#### Stored data

--

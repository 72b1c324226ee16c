use crate::buffer::TransferBuffer;
use crate::config::{check_message, HandshakeConfig};
use crate::deferred::DeferredActions;
use crate::driver::{BusDriver, CompletionEvent, Direction, Role};
use crate::error::{ConfigError, Fault, HandshakeError, ProtocolViolation};
use crate::gate::{Tick, TimingGate};

/// Phase of the master's send/receive cycle.
#[derive(Debug, Clone, Copy, PartialEq, Eq)]
#[cfg_attr(feature = "defmt", derive(defmt::Format))]
pub enum Phase {
    /// Next step issues the master send.
    Idle,
    AwaitMasterSendDone,
    /// Short gate armed; gives the slave time to stage its response.
    GateBeforeMasterReceive,
    /// Next step issues the master receive.
    MasterReceiveIssued,
    AwaitMasterReceiveDone,
    /// Inter-cycle gate armed.
    GateBeforeNextCycle,
}

impl Phase {
    /// The only completion this phase may observe.
    pub const fn expected_completion(self) -> Option<CompletionEvent> {
        match self {
            Phase::AwaitMasterSendDone => Some(CompletionEvent::MASTER_TRANSMIT),
            Phase::AwaitMasterReceiveDone => Some(CompletionEvent::MASTER_RECEIVE),
            _ => None,
        }
    }

    pub const fn is_awaiting(self) -> bool {
        self.expected_completion().is_some()
    }
}

const MASTER_EVENTS: [CompletionEvent; 2] =
    [CompletionEvent::MASTER_TRANSMIT, CompletionEvent::MASTER_RECEIVE];

/// Master side of the exchange, driven from the cooperative main loop.
///
/// Each [`step`](Self::step) performs at most one phase transition and at
/// most one bus driver call, and returns immediately. Completions are picked
/// up from the shared [`DeferredActions`]; elapsed-time gates are checked
/// against the tick passed in by the caller.
pub struct MasterSequencer<'a, D: BusDriver, const TX: usize, const RX: usize> {
    driver: D,
    actions: &'a DeferredActions,
    phase: Phase,
    short_gate: TimingGate,
    cycle_gate: TimingGate,
    watchdog: Option<TimingGate>,
    request: TransferBuffer<TX>,
    response: TransferBuffer<RX>,
    cycles: u32,
    fault: Option<Fault>,
}

impl<'a, D: BusDriver, const TX: usize, const RX: usize>
    MasterSequencer<'a, D, TX, RX>
{
    /// Master sending `request` every cycle.
    pub fn new(
        driver: D,
        actions: &'a DeferredActions,
        config: &HandshakeConfig,
        request: &[u8],
    ) -> Result<Self, ConfigError> {
        config.validate()?;
        check_message(config.master_send_len, request.len(), TX)?;

        Ok(Self {
            driver,
            actions,
            phase: Phase::Idle,
            short_gate: TimingGate::new(config.short_gate),
            cycle_gate: TimingGate::new(config.cycle_gate),
            watchdog: config.await_timeout.map(TimingGate::new),
            request: TransferBuffer::from_slice(request)?,
            response: TransferBuffer::zeroed(config.master_receive_len)?,
            cycles: 0,
            fault: None,
        })
    }

    /// Poll the sequencer once with the current tick.
    ///
    /// Returns `Ok(true)` if a transition happened and `Ok(false)` if the
    /// current phase is still waiting, in which case nothing was touched.
    /// Any error is fatal: the phase is frozen where it failed and every
    /// later call returns [`HandshakeError::Halted`].
    pub fn step(&mut self, now: Tick) -> Result<bool, HandshakeError<D::Error>> {
        if self.fault.is_some() {
            return Err(HandshakeError::Halted);
        }

        let result = self.advance(now);
        if let Err(err) = &result {
            self.fault = Fault::latch(Role::Master, err);
            error!("master halted in phase {:?}: {:?}", self.phase, self.fault);
        }
        result
    }

    /// Poll forever, entering the fatal halt on the first error.
    pub fn run(mut self, mut now: impl FnMut() -> Tick) -> ! {
        info!("handshake running");
        loop {
            if self.step(now()).is_err() {
                crate::fault::halt();
            }
        }
    }

    fn advance(&mut self, now: Tick) -> Result<bool, HandshakeError<D::Error>> {
        if let Err(err) = self.check_faults(now) {
            if matches!(err, HandshakeError::Peripheral(Role::Slave)) {
                self.salvage_response()?;
            }
            return Err(err);
        }

        match self.phase {
            Phase::Idle => {
                self.driver
                    .begin_transmit(Role::Master, self.request.as_slice())
                    .map_err(HandshakeError::Bus)?;
                self.enter(Phase::AwaitMasterSendDone, now);
            }
            Phase::AwaitMasterSendDone => {
                if !self.actions.poll_and_clear(Direction::Transmit) {
                    return Ok(false);
                }
                self.short_gate.arm(now);
                self.enter(Phase::GateBeforeMasterReceive, now);
            }
            Phase::GateBeforeMasterReceive => {
                if !self.short_gate.try_pass(now) {
                    return Ok(false);
                }
                self.enter(Phase::MasterReceiveIssued, now);
            }
            Phase::MasterReceiveIssued => {
                self.driver
                    .begin_receive(Role::Master, self.response.len())
                    .map_err(HandshakeError::Bus)?;
                self.enter(Phase::AwaitMasterReceiveDone, now);
            }
            Phase::AwaitMasterReceiveDone => {
                if !self.actions.poll_and_clear(Direction::Receive) {
                    return Ok(false);
                }
                self.receive_response()?;
                self.cycles = self.cycles.wrapping_add(1);
                self.cycle_gate.arm(now);
                self.enter(Phase::GateBeforeNextCycle, now);
            }
            Phase::GateBeforeNextCycle => {
                if !self.cycle_gate.try_pass(now) {
                    return Ok(false);
                }
                self.enter(Phase::Idle, now);
            }
        }
        Ok(true)
    }

    fn receive_response(&mut self) -> Result<(), HandshakeError<D::Error>> {
        let expected = self.response.len();
        let actual = self
            .driver
            .finish_receive(Role::Master, self.response.as_mut_slice())
            .map_err(HandshakeError::Bus)?;
        if actual != expected {
            return Err(ProtocolViolation::ReceivedLength {
                role: Role::Master,
                expected,
                actual,
            }
            .into());
        }
        Ok(())
    }

    /// Copy out a response that completed before the slave failed, so the
    /// halted sequencer still holds it. The phase stays frozen.
    fn salvage_response(&mut self) -> Result<(), HandshakeError<D::Error>> {
        if self.phase == Phase::AwaitMasterReceiveDone
            && self.actions.poll_and_clear(Direction::Receive)
        {
            self.receive_response()?;
        }
        Ok(())
    }

    /// Escalate anything the callbacks flagged that this phase cannot accept.
    fn check_faults(&self, now: Tick) -> Result<(), HandshakeError<D::Error>> {
        if let Some(role) = self.actions.fault() {
            return Err(HandshakeError::Peripheral(role));
        }
        if let Some(direction) = self.actions.overrun() {
            let event = CompletionEvent::new(Role::Master, direction);
            return Err(ProtocolViolation::DoubleCompletion(event).into());
        }

        let expected = self.phase.expected_completion();
        for event in MASTER_EVENTS {
            if Some(event) != expected && self.actions.is_pending(event.direction) {
                return Err(ProtocolViolation::UnexpectedCompletion {
                    phase: self.phase,
                    event,
                }
                .into());
            }
        }

        // A completion that already landed wins over the watchdog.
        if let (Some(watchdog), Some(event)) = (&self.watchdog, expected) {
            if watchdog.is_elapsed(now) && !self.actions.is_pending(event.direction) {
                return Err(HandshakeError::Timeout(self.phase));
            }
        }
        Ok(())
    }

    fn enter(&mut self, phase: Phase, now: Tick) {
        trace!("master {:?} -> {:?} at {:?}", self.phase, phase, now);
        self.phase = phase;
        if let Some(watchdog) = &mut self.watchdog {
            if phase.is_awaiting() {
                watchdog.arm(now);
            } else {
                watchdog.disarm();
            }
        }
        if phase == Phase::GateBeforeNextCycle {
            debug!("master cycle {:?} complete", self.cycles);
        }
    }

    pub fn phase(&self) -> Phase {
        self.phase
    }

    /// Completed send/receive round trips.
    pub fn cycles(&self) -> u32 {
        self.cycles
    }

    pub fn request(&self) -> &[u8] {
        &self.request
    }

    /// The last response received from the slave.
    pub fn response(&self) -> &[u8] {
        &self.response
    }

    /// The gate currently guarding the phase, if the phase is gated.
    pub fn active_gate(&self) -> Option<&TimingGate> {
        match self.phase {
            Phase::GateBeforeMasterReceive => Some(&self.short_gate),
            Phase::GateBeforeNextCycle => Some(&self.cycle_gate),
            _ => None,
        }
    }

    /// The fault that halted the sequencer, if it is halted.
    pub fn fault(&self) -> Option<Fault> {
        self.fault
    }

    pub fn driver(&self) -> &D {
        &self.driver
    }
}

--

#### Work item
How many lines above contain the word "cycles"? Reply with only the number.

#### Exercise response
6